== Available records ==
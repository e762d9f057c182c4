//! Ownership and membership predicates.
//!
//! Every check takes the loaded resource and the actor as arguments and
//! answers with a value; a denial is an `ApiError`, never a panic. Only the
//! membership lookup touches the database.

use agora_types::models::{Channel, Comment, Message, Post};

use crate::error::{ApiError, ApiResult};
use crate::middleware::Actor;
use crate::state::{AppState, with_db};

/// A resource with a single user holding mutation rights over it.
pub trait Owned {
    fn owner_id(&self) -> i64;
}

impl Owned for Post {
    fn owner_id(&self) -> i64 {
        self.owner.id
    }
}

impl Owned for Channel {
    fn owner_id(&self) -> i64 {
        self.owner.id
    }
}

impl Owned for Comment {
    fn owner_id(&self) -> i64 {
        self.sender.id
    }
}

impl Owned for Message {
    fn owner_id(&self) -> i64 {
        self.sender.id
    }
}

pub fn is_owner(resource: &impl Owned, actor: &Actor) -> bool {
    resource.owner_id() == actor.id()
}

pub fn require_owner(resource: &impl Owned, actor: &Actor) -> ApiResult<()> {
    if is_owner(resource, actor) {
        Ok(())
    } else {
        Err(ApiError::forbidden("Permission denied"))
    }
}

/// How a user relates to a channel. The owner is never stored as a member.
#[derive(Debug, Clone, Copy, PartialEq, Eq)]
pub enum ChannelRole {
    Owner,
    Member,
    Outsider,
}

impl ChannelRole {
    pub fn can_participate(self) -> bool {
        !matches!(self, Self::Outsider)
    }
}

pub fn channel_role(channel: &Channel, actor_id: i64, is_member: bool) -> ChannelRole {
    if channel.owner.id == actor_id {
        ChannelRole::Owner
    } else if is_member {
        ChannelRole::Member
    } else {
        ChannelRole::Outsider
    }
}

/// Owner or member. The owner is answered without a query.
pub async fn require_channel_member(
    state: &AppState,
    channel: &Channel,
    actor: &Actor,
) -> ApiResult<ChannelRole> {
    let role = if channel.owner.id == actor.id() {
        ChannelRole::Owner
    } else {
        let channel_id = channel.id.to_string();
        let actor_id = actor.id();
        let is_member =
            with_db(state, move |db| db.is_channel_member(&channel_id, actor_id)).await?;
        channel_role(channel, actor_id, is_member)
    };

    if role.can_participate() {
        Ok(role)
    } else {
        Err(ApiError::forbidden("Access denied"))
    }
}

#[cfg(test)]
mod tests {
    use super::*;
    use agora_types::models::{ShortUser, User};
    use axum::http::StatusCode;
    use chrono::Utc;
    use uuid::Uuid;

    fn short(id: i64) -> ShortUser {
        ShortUser {
            id,
            email: format!("u{id}@test.com"),
            first_name: "First".into(),
            last_name: "Last".into(),
            online: false,
            image_url: None,
            last_active: Utc::now(),
        }
    }

    fn actor(id: i64) -> Actor {
        let s = short(id);
        Actor {
            user: User {
                id,
                email: s.email,
                first_name: s.first_name,
                last_name: s.last_name,
                date_of_birth: None,
                about: None,
                image_url: None,
                confirmed: true,
                online: true,
                created_at: Utc::now(),
                last_active: Utc::now(),
                categories: vec![],
            },
        }
    }

    fn channel(owner: i64) -> Channel {
        Channel {
            id: Uuid::new_v4(),
            name: "general".into(),
            tag: "general".into(),
            is_private: true,
            owner: short(owner),
            created_at: Utc::now(),
            categories: vec![],
        }
    }

    fn message(sender: i64) -> Message {
        Message {
            id: 1,
            channel_id: Uuid::new_v4(),
            sender: short(sender),
            content: "hi".into(),
            image_url: None,
            created_at: Utc::now(),
            updated_at: None,
        }
    }

    #[test]
    fn owner_check_compares_ids() {
        assert!(is_owner(&message(1), &actor(1)));
        assert!(!is_owner(&message(1), &actor(2)));
        assert!(is_owner(&channel(5), &actor(5)));
    }

    #[test]
    fn require_owner_denies_with_403() {
        assert!(require_owner(&message(1), &actor(1)).is_ok());
        let err = require_owner(&message(1), &actor(2)).unwrap_err();
        assert_eq!(err.status(), StatusCode::FORBIDDEN);
        assert_eq!(err.to_string(), "Permission denied");
    }

    #[test]
    fn owner_role_ignores_membership_row() {
        let c = channel(1);
        assert_eq!(channel_role(&c, 1, false), ChannelRole::Owner);
        assert_eq!(channel_role(&c, 1, true), ChannelRole::Owner);
        assert_eq!(channel_role(&c, 2, true), ChannelRole::Member);
        assert_eq!(channel_role(&c, 3, false), ChannelRole::Outsider);
        assert!(!ChannelRole::Outsider.can_participate());
    }
}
===
> **Exercise instructions**
Copy every line above in which the string "email" shows up.

> **Task solution**
            email: format!("u{id}@test.com"),
                email: s.email,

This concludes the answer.